"""
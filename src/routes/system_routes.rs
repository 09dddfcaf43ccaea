use axum::{
    extract::State,
    routing::get,
    Json, Router,
};
use serde_json::json;

use crate::state::AppState;

pub fn routes(state: AppState) -> Router {
    Router::new()
        .route("/alive", get(is_alive))
        .route("/version", get(version))
        .route("/subscribers", get(subscribers))
        .with_state(state)
}

/// GET /system/alive
async fn is_alive() -> &'static str {
    "OK"
}

/// GET /system/version
async fn version(State(state): State<AppState>) -> Json<serde_json::Value> {
    Json(json!({
        "version": state.server_version
    }))
}

/// GET /system/subscribers
async fn subscribers(State(state): State<AppState>) -> Json<serde_json::Value> {
    Json(json!({
        "subscribers": state.registry().len()
    }))
}
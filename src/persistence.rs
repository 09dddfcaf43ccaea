use std::{
    fs::{self, File, OpenOptions},
    io::{BufRead, BufReader, Write},
    path::Path,
    sync::{Mutex, PoisonError},
};

use chrono::{DateTime, SecondsFormat, SubsecRound, Utc};
use serde::{Deserialize, Serialize};

use crate::errors::StoreError;

/// The single guestbook slot: when it was posted and what it says.
#[derive(Debug, Clone, PartialEq, Eq, Serialize, Deserialize)]
pub struct StoredMessage {
    pub timestamp: DateTime<Utc>,
    pub text: String,
}

impl StoredMessage {
    /// A message stamped with the current time (whole seconds).
    pub fn now(text: impl Into<String>) -> Self {
        Self {
            timestamp: Utc::now().trunc_subsecs(0),
            text: text.into(),
        }
    }

    /// `<RFC 3339 timestamp>: <text>`
    pub fn render(&self) -> String {
        format!(
            "{}: {}",
            self.timestamp.to_rfc3339_opts(SecondsFormat::Secs, true),
            self.text
        )
    }
}

/// Durable storage behind the counter and the guestbook.
///
/// Calls are synchronous and must not return before the write is durable.
/// Failures are reported, never retried.
pub trait Store: Send + Sync {
    fn append_count(&self, value: u64) -> Result<(), StoreError>;

    fn append_message(&self, message: &StoredMessage) -> Result<(), StoreError>;

    fn latest_count(&self) -> Result<Option<u64>, StoreError>;

    fn latest_message(&self) -> Result<Option<StoredMessage>, StoreError>;
}

/// One line of the record file.
#[derive(Debug, Serialize, Deserialize)]
#[serde(tag = "kind", rename_all = "lowercase")]
enum Record {
    Count { value: u64 },
    Message(StoredMessage),
}

#[derive(Debug, Default)]
struct Latest {
    count: Option<u64>,
    message: Option<StoredMessage>,
}

/// What replaying a record file found.
#[derive(Debug, Default)]
struct Replay {
    latest: Latest,
    skipped: usize,
    /// The last line has no terminating newline.
    torn_tail: bool,
}

fn replay(mut reader: impl BufRead) -> Result<Replay, StoreError> {
    let mut replay = Replay::default();
    let mut line = String::new();

    loop {
        line.clear();
        if reader.read_line(&mut line)? == 0 {
            break;
        }
        replay.torn_tail = !line.ends_with('\n');

        let trimmed = line.trim();
        if trimmed.is_empty() {
            continue;
        }
        match serde_json::from_str::<Record>(trimmed) {
            Ok(Record::Count { value }) => replay.latest.count = Some(value),
            Ok(Record::Message(message)) => replay.latest.message = Some(message),
            Err(_) => replay.skipped += 1,
        }
    }

    Ok(replay)
}

/// Destination of record lines that can be forced to stable storage.
trait RecordSink: Write {
    fn sync(&mut self) -> std::io::Result<()>;
}

impl RecordSink for File {
    fn sync(&mut self) -> std::io::Result<()> {
        self.sync_data()
    }
}

/// Line writer that keeps a failed, partially written line from swallowing
/// the next record: after a failure the next write starts on a fresh line.
struct RecordWriter<W> {
    sink: W,
    torn: bool,
}

impl<W: RecordSink> RecordWriter<W> {
    fn new(sink: W, torn: bool) -> Self {
        Self { sink, torn }
    }

    /// Write `line` (newline included) and sync it.
    fn write_line(&mut self, line: &str) -> std::io::Result<()> {
        if self.torn {
            self.sink.write_all(b"\n")?;
            self.torn = false;
        }

        let result = self
            .sink
            .write_all(line.as_bytes())
            .and_then(|()| self.sink.sync());
        if result.is_err() {
            self.torn = true;
        }
        result
    }
}

/// Append-only JSON-lines file.
///
/// Every append is written and synced before returning. The newest record of
/// each kind is cached, so reads never touch the disk.
pub struct FileStore {
    file: Mutex<RecordWriter<File>>,
    latest: Mutex<Latest>,
}

impl FileStore {
    /// Open (or create) the record file at `path` and replay it.
    ///
    /// Lines that fail to parse are skipped.
    pub fn open(path: impl AsRef<Path>) -> Result<Self, StoreError> {
        let path = path.as_ref();

        let found = match fs::File::open(path) {
            Ok(existing) => {
                let found = replay(BufReader::new(existing))?;
                if found.skipped > 0 {
                    tracing::warn!(
                        "Skipped {} unreadable records in {}",
                        found.skipped,
                        path.display()
                    );
                }
                found
            }
            Err(e) if e.kind() == std::io::ErrorKind::NotFound => {
                tracing::info!("No record file found at startup (path = {})", path.display());
                Replay::default()
            }
            Err(e) => return Err(e.into()),
        };

        let file = OpenOptions::new().create(true).append(true).open(path)?;

        tracing::info!(
            count = ?found.latest.count,
            has_message = found.latest.message.is_some(),
            "Loaded records from {}",
            path.display()
        );

        Ok(Self {
            file: Mutex::new(RecordWriter::new(file, found.torn_tail)),
            latest: Mutex::new(found.latest),
        })
    }

    fn append(&self, record: &Record) -> Result<(), StoreError> {
        let mut line = serde_json::to_string(record)?;
        line.push('\n');

        let mut file = self.file.lock().unwrap_or_else(PoisonError::into_inner);
        file.write_line(&line)?;
        Ok(())
    }

    fn latest(&self) -> std::sync::MutexGuard<'_, Latest> {
        self.latest.lock().unwrap_or_else(PoisonError::into_inner)
    }
}

impl Store for FileStore {
    fn append_count(&self, value: u64) -> Result<(), StoreError> {
        self.append(&Record::Count { value })?;
        self.latest().count = Some(value);
        Ok(())
    }

    fn append_message(&self, message: &StoredMessage) -> Result<(), StoreError> {
        self.append(&Record::Message(message.clone()))?;
        self.latest().message = Some(message.clone());
        Ok(())
    }

    fn latest_count(&self) -> Result<Option<u64>, StoreError> {
        Ok(self.latest().count)
    }

    fn latest_message(&self) -> Result<Option<StoredMessage>, StoreError> {
        Ok(self.latest().message.clone())
    }
}

/// Store that keeps everything in memory and never fails.
#[derive(Debug, Default)]
pub struct MemoryStore {
    latest: Mutex<Latest>,
}

impl MemoryStore {
    pub fn new() -> Self {
        Self::default()
    }

    fn latest(&self) -> std::sync::MutexGuard<'_, Latest> {
        self.latest.lock().unwrap_or_else(PoisonError::into_inner)
    }
}

impl Store for MemoryStore {
    fn append_count(&self, value: u64) -> Result<(), StoreError> {
        self.latest().count = Some(value);
        Ok(())
    }

    fn append_message(&self, message: &StoredMessage) -> Result<(), StoreError> {
        self.latest().message = Some(message.clone());
        Ok(())
    }

    fn latest_count(&self) -> Result<Option<u64>, StoreError> {
        Ok(self.latest().count)
    }

    fn latest_message(&self) -> Result<Option<StoredMessage>, StoreError> {
        Ok(self.latest().message.clone())
    }
}

#[cfg(test)]
mod tests {
    use super::*;
    use chrono::TimeZone;

    #[test]
    fn render_uses_rfc3339_seconds() {
        let message = StoredMessage {
            timestamp: Utc.with_ymd_and_hms(2024, 5, 6, 7, 8, 9).unwrap(),
            text: "hello".into(),
        };
        assert_eq!(message.render(), "2024-05-06T07:08:09Z: hello");
    }

    #[test]
    fn file_store_replays_latest_records() {
        let dir = tempfile::tempdir().unwrap();
        let path = dir.path().join("records.jsonl");

        {
            let store = FileStore::open(&path).unwrap();
            assert_eq!(store.latest_count().unwrap(), None);
            assert_eq!(store.latest_message().unwrap(), None);

            store.append_count(1).unwrap();
            store.append_count(2).unwrap();
            store.append_message(&StoredMessage::now("first")).unwrap();
            store.append_message(&StoredMessage::now("second")).unwrap();
        }

        let reopened = FileStore::open(&path).unwrap();
        assert_eq!(reopened.latest_count().unwrap(), Some(2));
        assert_eq!(reopened.latest_message().unwrap().unwrap().text, "second");
    }

    #[test]
    fn file_store_skips_garbage_lines() {
        let dir = tempfile::tempdir().unwrap();
        let path = dir.path().join("records.jsonl");
        fs::write(
            &path,
            "{\"kind\":\"count\",\"value\":7}\nnot json at all\n\n{\"kind\":\"count\"}\n",
        )
        .unwrap();

        let store = FileStore::open(&path).unwrap();
        assert_eq!(store.latest_count().unwrap(), Some(7));
    }

    #[test]
    fn memory_store_starts_empty() {
        let store = MemoryStore::new();
        assert_eq!(store.latest_count().unwrap(), None);
        store.append_count(3).unwrap();
        assert_eq!(store.latest_count().unwrap(), Some(3));
    }

    /// Accepts `budget` bytes, then fails once.
    struct FlakySink {
        written: Vec<u8>,
        budget: Option<usize>,
    }

    impl Write for FlakySink {
        fn write(&mut self, buf: &[u8]) -> std::io::Result<usize> {
            match self.budget {
                Some(0) => {
                    self.budget = None;
                    Err(std::io::Error::new(std::io::ErrorKind::Other, "disk full"))
                }
                Some(left) => {
                    let n = left.min(buf.len());
                    self.budget = Some(left - n);
                    self.written.extend_from_slice(&buf[..n]);
                    Ok(n)
                }
                None => {
                    self.written.extend_from_slice(buf);
                    Ok(buf.len())
                }
            }
        }

        fn flush(&mut self) -> std::io::Result<()> {
            Ok(())
        }
    }

    impl RecordSink for FlakySink {
        fn sync(&mut self) -> std::io::Result<()> {
            Ok(())
        }
    }

    fn count_line(value: u64) -> String {
        format!("{}\n", serde_json::to_string(&Record::Count { value }).unwrap())
    }

    #[test]
    fn torn_write_does_not_swallow_the_next_record() {
        let sink = FlakySink {
            written: count_line(5).into_bytes(),
            budget: Some(6),
        };
        let mut writer = RecordWriter::new(sink, false);

        assert!(writer.write_line(&count_line(6)).is_err());
        writer.write_line(&count_line(7)).unwrap();

        let found = replay(writer.sink.written.as_slice()).unwrap();
        assert_eq!(found.latest.count, Some(7));
        assert_eq!(found.skipped, 1);
        assert!(!found.torn_tail);
    }

    #[test]
    fn file_with_torn_tail_keeps_later_appends_readable() {
        let dir = tempfile::tempdir().unwrap();
        let path = dir.path().join("records.jsonl");
        fs::write(&path, format!("{}{{\"kind\":\"cou", count_line(3))).unwrap();

        {
            let store = FileStore::open(&path).unwrap();
            assert_eq!(store.latest_count().unwrap(), Some(3));
            store.append_count(4).unwrap();
        }

        let reopened = FileStore::open(&path).unwrap();
        assert_eq!(reopened.latest_count().unwrap(), Some(4));
    }
}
"""
Action item>
Could you work out how many lines in the material contain "RecordSink"? Reply with only that number.

Output>
4